Più in generale, inoltre, anche in questo orientamento assolutamente maggioritario l’antinomia individuata nell’ordinamento viene risolta in ogni caso attraverso la disapplicazione del diritto comune e quindi tramite il sacrificio dell’interesse dei lavoratori alla “conversione” del rapporto, mai invece tramite il sacrificio, per lo meno in certi casi, della regola concorsuale. Eppure, quest’ultima non tutela un interesse sempre assolutamente prevalente rispetto a quello dei lavoratori, come la Costituzione chiarisce senza ombra di dubbio: sia per la sua generale impronta “lavorista”, sia perché l’art. 97 Cost. autorizza il legislatore, non solo a disegnare con margini di discrezione i confini della “pubblica amministrazione” vincolata alla regola concorsuale, ma anche a stabilire delle eccezioni ad essa. Eccezioni che potrebbero essere individuate anche nelle ipotesi in cui il giudice si trovi nella situazione di dover preservare, oltre all’interesse pubblico, anche il diritto dei lavoratori a non subire le violazioni datoriali delle leggi in materia di lavoro flessibile. È chiaro che la “conversione” del rapporto, quando sia ipotizzabile una connivenza del lavoratore “precario”, rappresenterebbe un nonsense, ma essa potrebbe tornare in auge quando la collusione del lavoratore coinvolto può essere esclusa, nonché quando la spesa pubblica possa sopportare il costo della sanzione, anche rivalendosi sui dirigenti responsabili.

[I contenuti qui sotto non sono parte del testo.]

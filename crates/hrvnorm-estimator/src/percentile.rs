use hrvnorm_reference::{LookupKey, NormsError, VOSS_2015};
use serde::Serialize;
use statrs::distribution::{ContinuousCDF, Normal, StudentsT};

/// Qualitative grade for how large the reference cohort behind an
/// estimate was.
///
/// Tiers are ordered: `Low < Moderate < Good < High`.
///
/// # Examples
///
/// ```
/// use hrvnorm_estimator::Reliability;
///
/// assert_eq!(Reliability::from_sample_size(330), Reliability::High);
/// assert!(Reliability::Low < Reliability::High);
/// ```
#[derive(
    Debug, Clone, Copy, PartialEq, Eq, PartialOrd, Ord, Hash, Serialize, derive_more::Display,
)]
pub enum Reliability {
    /// Fewer than 50 subjects.
    #[display("Low")]
    Low,
    /// 50 to 99 subjects.
    #[display("Moderate")]
    Moderate,
    /// 100 to 199 subjects.
    #[display("Good")]
    Good,
    /// 200 subjects or more.
    #[display("High")]
    High,
}

impl Reliability {
    /// Grades a cohort sample size.
    #[must_use]
    pub fn from_sample_size(n: u32) -> Self {
        if n < 50 {
            Self::Low
        } else if n < 100 {
            Self::Moderate
        } else if n < 200 {
            Self::Good
        } else {
            Self::High
        }
    }
}

/// Where a measured value falls within its reference cohort.
///
/// All fields carry full precision; rounding for display is the
/// caller's concern.
#[derive(Debug, Clone, Copy, PartialEq, Serialize)]
pub struct PercentileResult {
    /// Percentile rank of the measured value (0-100).
    pub percentile: f64,
    /// Lower bound of the 95% confidence interval on the rank.
    pub ci_lower: f64,
    /// Upper bound of the 95% confidence interval on the rank.
    pub ci_upper: f64,
    /// Number of subjects in the reference cohort.
    pub n: u32,
    /// Sample-size grade for the cohort.
    pub reliability: Reliability,
}

/// Ranks a measured HRV value against its reference cohort.
///
/// The percentile is the share of the cohort expected to fall below
/// `value`, from a normal model of the cohort distribution. The
/// confidence interval reflects uncertainty in the cohort *mean*
/// (t-distribution on the standard error of the mean), mapped onto the
/// percentile scale so that the band widens toward the tails rather
/// than narrowing.
///
/// # Examples
///
/// ```
/// use hrvnorm_estimator::{Reliability, estimate};
///
/// let result = estimate(30, "male", "sdNN", 50.0).unwrap();
/// assert_eq!(format!("{:.1}", result.percentile), "50.2");
/// assert_eq!(result.reliability, Reliability::High);
/// ```
///
/// Requests outside the reference population are rejected:
///
/// ```
/// use hrvnorm_estimator::{NormsError, estimate};
///
/// assert_eq!(
///     estimate(80, "male", "sdNN", 50.0),
///     Err(NormsError::AgeOutOfRange)
/// );
/// ```
pub fn estimate(
    age: i32,
    gender: &str,
    metric: &str,
    value: f64,
) -> Result<PercentileResult, NormsError> {
    let key = LookupKey::resolve(age, gender, metric)?;
    let cohort = VOSS_2015.cohort(key.gender, key.band);
    let entry = cohort.entry(key.metric);
    let n = cohort.n;
    if entry.sd == 0.0 {
        return Err(NormsError::DegenerateVariance);
    }

    let standard = Normal::standard();
    let z = (value - entry.mean) / entry.sd;
    let percentile = standard.cdf(z) * 100.0;

    // 95% confidence band on the cohort mean.
    let sem = entry.sd / f64::from(n).sqrt();
    let t_critical = students_t_975(n);
    let ci_lower_mean = entry.mean - t_critical * sem;
    let ci_upper_mean = entry.mean + t_critical * sem;

    // Re-ranking against the shifted means swaps the bounds: the higher
    // mean estimate yields the lower rank.
    let ci_lower = standard.cdf((value - ci_upper_mean) / entry.sd) * 100.0;
    let ci_upper = standard.cdf((value - ci_lower_mean) / entry.sd) * 100.0;

    Ok(PercentileResult {
        percentile,
        ci_lower,
        ci_upper,
        n,
        reliability: Reliability::from_sample_size(n),
    })
}

/// Two-sided 95% critical value of Student's t with `n - 1` degrees of
/// freedom.
fn students_t_975(n: u32) -> f64 {
    // Every cohort in the reference table has n well above 1, so the
    // distribution is always constructible.
    let dist = StudentsT::new(0.0, 1.0, f64::from(n - 1)).unwrap();
    dist.inverse_cdf(0.975)
}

Quanto fin qui detto, ad avviso di scrive, dimostra che la posizione ampiamente maggioritaria emersa in giurisprudenza e in dottrina, pur essendo fondata su argomenti convincenti, non è indiscutibile perché è il frutto di un percorso logico-giuridico solo apparentemente ineludibile, come dimostrano i possibili argomenti di segno contrario che qui si è provato ad esporre e su cui è certamente opportuno svolgere ulteriori approfondimenti.
Tutto quanto si è detto conferma l’urgenza di un intervento chiarificatore del legislatore ma dimostra, a nostro avviso, che tale intervento non deve necessariamente limitarsi a “consacrare” le soluzioni prevalse nel diritto vivente, ma potrebbe condurre a delle soluzioni non scontate, finalizzate a bilanciare meglio gli interessi in gioco, fra loro contrastanti ma tutti di rilievo costituzionale.